### PROBLEM DESCRIPTION:
Up to and including the line with "use tower_http::cors::CorsLayer;", output the records exactly as they appear.

### MATERIAL FOR THE TASK:
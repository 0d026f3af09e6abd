//! HTTP surface of the tutor: `POST /ask`, `GET /health`, CORS and request tracing.

pub mod config;
pub mod dto;
pub mod error;
pub mod handlers;
pub mod services;
pub mod state;

use std::sync::Arc;
use std::time::Duration;

use axum::body::Body;
use axum::http::{Request, Response};
use axum::routing::{get, post};
use axum::Router;
use tower_http::cors::CorsLayer;
use tower_http::trace::TraceLayer;
use tracing::info;

pub use config::{ConfigError, CorsPolicy, ServerConfig};
pub use state::TutorState;

/// Builds the router. `/ask` is traced; `/health` is not.
pub fn build_app(state: Arc<TutorState>, cors: CorsLayer) -> Router {
    let trace_layer = TraceLayer::new_for_http()
        .make_span_with(|req: &Request<Body>| {
            tracing::info_span!(
                "request",
                method = %req.method(),
                uri = %req.uri(),
                version = ?req.version(),
            )
        })
        .on_response(|res: &Response<Body>, latency: Duration, _span: &tracing::Span| {
            info!(
                latency = %format!("{} ms", latency.as_millis()),
                status = %res.status().as_u16(),
                "finished processing request"
            );
        });

    let logged_routes = Router::new()
        .route("/ask", post(handlers::ask::ask))
        .layer(trace_layer);

    Router::new()
        .merge(logged_routes)
        .route("/health", get(handlers::health))
        .fallback(handlers::not_found)
        .layer(cors)
        .with_state(state)
}
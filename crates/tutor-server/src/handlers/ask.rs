use std::sync::Arc;

use axum::{extract::State, Json};
use tracing::info;

use crate::dto::{AskRequest, AskResponse};
use crate::error::AppError;
use crate::services::tutor;
use crate::state::TutorState;

/// POST /ask - Answer a question in the tutor persona.
pub async fn ask(
    State(state): State<Arc<TutorState>>,
    Json(req): Json<AskRequest>,
) -> Result<Json<AskResponse>, AppError> {
    info!("Received question: {:?}", req.question);

    let response = tutor::answer(&state, &req.question).await?;
    Ok(Json(AskResponse { response }))
}
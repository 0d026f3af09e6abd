//! Chat-completions client for message-pair prompts.

use async_openai::config::OpenAIConfig;
use async_openai::error::OpenAIError;
use async_openai::types::{
    ChatCompletionRequestAssistantMessageArgs, ChatCompletionRequestMessage,
    ChatCompletionRequestSystemMessageArgs, ChatCompletionRequestUserMessageArgs,
    CreateChatCompletionRequestArgs,
};
use async_openai::Client;
use tracing::debug;
use tutor_core::{
    ChatMessage, GeneratedMessage, MessageRole, ModelConfig, RawCompletion, TutorError,
};

fn llm_error(e: OpenAIError) -> TutorError {
    TutorError::Llm(e.to_string())
}

fn to_request_message(msg: &ChatMessage) -> Result<ChatCompletionRequestMessage, TutorError> {
    let message: ChatCompletionRequestMessage = match msg.role {
        MessageRole::System => ChatCompletionRequestSystemMessageArgs::default()
            .content(msg.content.as_str())
            .build()
            .map_err(llm_error)?
            .into(),
        MessageRole::User => ChatCompletionRequestUserMessageArgs::default()
            .content(msg.content.as_str())
            .build()
            .map_err(llm_error)?
            .into(),
        MessageRole::Assistant => ChatCompletionRequestAssistantMessageArgs::default()
            .content(msg.content.as_str())
            .build()
            .map_err(llm_error)?
            .into(),
    };
    Ok(message)
}

/// Client for an OpenAI-compatible chat-completions endpoint.
pub struct ChatClient {
    client: Client<OpenAIConfig>,
    model: ModelConfig,
}

impl ChatClient {
    /// Creates a client for `api_base` that reuses `http` for every call.
    pub fn new(http: reqwest::Client, api_base: &str, token: &str, model: ModelConfig) -> Self {
        let config = OpenAIConfig::new().with_api_base(api_base).with_api_key(token);
        Self {
            client: Client::with_config(config).with_http_client(http),
            model,
        }
    }

    /// Sends the messages and returns one [`GeneratedMessage`] per choice.
    #[allow(deprecated)]
    pub async fn chat(&self, messages: &[ChatMessage]) -> Result<RawCompletion, TutorError> {
        let messages = messages
            .iter()
            .map(to_request_message)
            .collect::<Result<Vec<_>, _>>()?;

        let temperature: f32 = match self.model.do_sample {
            true => 1.0,
            false => 0.0,
        };

        let request = CreateChatCompletionRequestArgs::default()
            .model(&self.model.model)
            .messages(messages)
            .max_tokens(self.model.max_new_tokens)
            .temperature(temperature)
            .build()
            .map_err(llm_error)?;

        debug!("chat completion request: model={}", self.model.model);

        let response = self.client.chat().create(request).await.map_err(llm_error)?;

        let messages = response
            .choices
            .into_iter()
            .map(|choice| GeneratedMessage::new(choice.message.content.unwrap_or_default()))
            .collect();

        Ok(RawCompletion::Messages(messages))
    }
}
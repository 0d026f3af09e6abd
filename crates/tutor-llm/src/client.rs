//! Hugging Face client that routes a prompt to the matching inference API.

use std::time::Duration;

use async_trait::async_trait;
use tracing::info;
use tutor_core::{ModelConfig, Prompt, RawCompletion, TutorError};

use crate::chat::ChatClient;
use crate::probe::verify_token;
use crate::text::TextGenerationClient;
use crate::{TextGenerator, DEFAULT_HUB_URL, DEFAULT_INFERENCE_URL, DEFAULT_ROUTER_URL};

/// Connection settings for [`HuggingFaceClient::connect`].
#[derive(Debug, Clone)]
pub struct HuggingFaceConfig {
    pub token: String,
    pub model: ModelConfig,
    /// OpenAI-compatible base for message-pair prompts.
    pub router_url: String,
    /// Text-generation base for template prompts.
    pub inference_url: String,
    /// Hub base for the startup probe.
    pub hub_url: String,
    /// Per-request bound applied by the HTTP client.
    pub request_timeout: Duration,
    /// Verify the token against the Hub before returning from `connect`.
    pub startup_probe: bool,
}

impl HuggingFaceConfig {
    pub fn new(token: impl Into<String>, model: ModelConfig) -> Self {
        Self {
            token: token.into(),
            model,
            router_url: DEFAULT_ROUTER_URL.to_string(),
            inference_url: DEFAULT_INFERENCE_URL.to_string(),
            hub_url: DEFAULT_HUB_URL.to_string(),
            request_timeout: Duration::from_secs(60),
            startup_probe: true,
        }
    }
}

/// Long-lived client for both Hugging Face inference APIs.
///
/// Built once at startup; both inner clients share one connection pool.
pub struct HuggingFaceClient {
    chat: ChatClient,
    text: TextGenerationClient,
    model: String,
}

impl HuggingFaceClient {
    /// Builds the client, failing fast on a missing token or, when the probe is
    /// enabled, on an unreachable endpoint or rejected token.
    pub async fn connect(config: HuggingFaceConfig) -> Result<Self, TutorError> {
        if config.token.trim().is_empty() {
            return Err(TutorError::MissingToken);
        }

        let http = reqwest::Client::builder()
            .timeout(config.request_timeout)
            .build()
            .map_err(|e| TutorError::Config(format!("failed to build HTTP client: {}", e)))?;

        if config.startup_probe {
            verify_token(&http, &config.hub_url, &config.token).await?;
        }

        info!(
            "HuggingFaceClient: model={}, token_len={}",
            config.model.model,
            config.token.len()
        );

        let chat = ChatClient::new(
            http.clone(),
            &config.router_url,
            &config.token,
            config.model.clone(),
        );
        let text = TextGenerationClient::new(
            http,
            &config.inference_url,
            &config.token,
            config.model.clone(),
        );

        Ok(Self {
            chat,
            text,
            model: config.model.model,
        })
    }

    pub fn model(&self) -> &str {
        &self.model
    }
}

#[async_trait]
impl TextGenerator for HuggingFaceClient {
    async fn generate(&self, prompt: &Prompt) -> Result<RawCompletion, TutorError> {
        match prompt {
            Prompt::Messages(messages) => self.chat.chat(messages).await,
            Prompt::Template(text) => self.text.generate_text(text).await,
        }
    }
}

#[cfg(test)]
mod tests {
    use super::*;
    use serde_json::json;
    use tutor_core::{PersonaTemplate, PromptStrategy};
    use wiremock::matchers::{method, path};
    use wiremock::{Mock, MockServer, ResponseTemplate};

    fn test_config(server: &MockServer, token: &str) -> HuggingFaceConfig {
        HuggingFaceConfig {
            router_url: format!("{}/v1", server.uri()),
            inference_url: server.uri(),
            hub_url: server.uri(),
            ..HuggingFaceConfig::new(token, ModelConfig::default())
        }
    }

    async fn mount_whoami(server: &MockServer, status: u16) {
        Mock::given(method("GET"))
            .and(path("/api/whoami-v2"))
            .respond_with(ResponseTemplate::new(status).set_body_json(json!({ "name": "tester" })))
            .mount(server)
            .await;
    }

    #[tokio::test]
    async fn test_connect_rejects_empty_token() {
        let server = MockServer::start().await;
        let result = HuggingFaceClient::connect(test_config(&server, "  ")).await;
        assert!(matches!(result, Err(TutorError::MissingToken)));
    }

    #[tokio::test]
    async fn test_connect_fails_when_probe_rejected() {
        let server = MockServer::start().await;
        mount_whoami(&server, 401).await;
        let result = HuggingFaceClient::connect(test_config(&server, "hf_bad")).await;
        assert!(matches!(result, Err(TutorError::Unauthorized(_))));
    }

    #[tokio::test]
    async fn test_connect_fails_when_unreachable() {
        let config = HuggingFaceConfig {
            hub_url: "http://127.0.0.1:1".into(),
            ..HuggingFaceConfig::new("hf_token", ModelConfig::default())
        };
        let result = HuggingFaceClient::connect(config).await;
        assert!(matches!(result, Err(TutorError::Unreachable(_))));
    }

    #[tokio::test]
    async fn test_connect_without_probe_skips_network() {
        let config = HuggingFaceConfig {
            hub_url: "http://127.0.0.1:1".into(),
            startup_probe: false,
            ..HuggingFaceConfig::new("hf_token", ModelConfig::default())
        };
        let client = HuggingFaceClient::connect(config).await.unwrap();
        assert_eq!(client.model(), tutor_core::DEFAULT_MODEL);
    }

    #[tokio::test]
    async fn test_template_prompt_routes_to_text_generation() {
        let server = MockServer::start().await;
        mount_whoami(&server, 200).await;
        Mock::given(method("POST"))
            .and(path("/models/meta-llama/Llama-3.2-3B-Instruct"))
            .respond_with(
                ResponseTemplate::new(200)
                    .set_body_json(json!([{ "generated_text": "Stay hard." }])),
            )
            .expect(1)
            .mount(&server)
            .await;

        let client = HuggingFaceClient::connect(test_config(&server, "hf_token")).await.unwrap();
        let prompt =
            PersonaTemplate::default().compose(PromptStrategy::Template, "What is recursion?");
        let raw = client.generate(&prompt).await.unwrap();
        assert_eq!(raw.normalize(), "Stay hard.");
    }
}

### EXERCISE RESPONSE:
repository 0d026f3af09e6abd
//! HTTP surface of the tutor: `POST /ask`, `GET /health`, CORS and request tracing.

pub mod config;
pub mod dto;
pub mod error;
pub mod handlers;
pub mod services;
pub mod state;

use std::sync::Arc;
use std::time::Duration;

use axum::body::Body;
use axum::http::{Request, Response};
use axum::routing::{get, post};
use axum::Router;
use tower_http::cors::CorsLayer;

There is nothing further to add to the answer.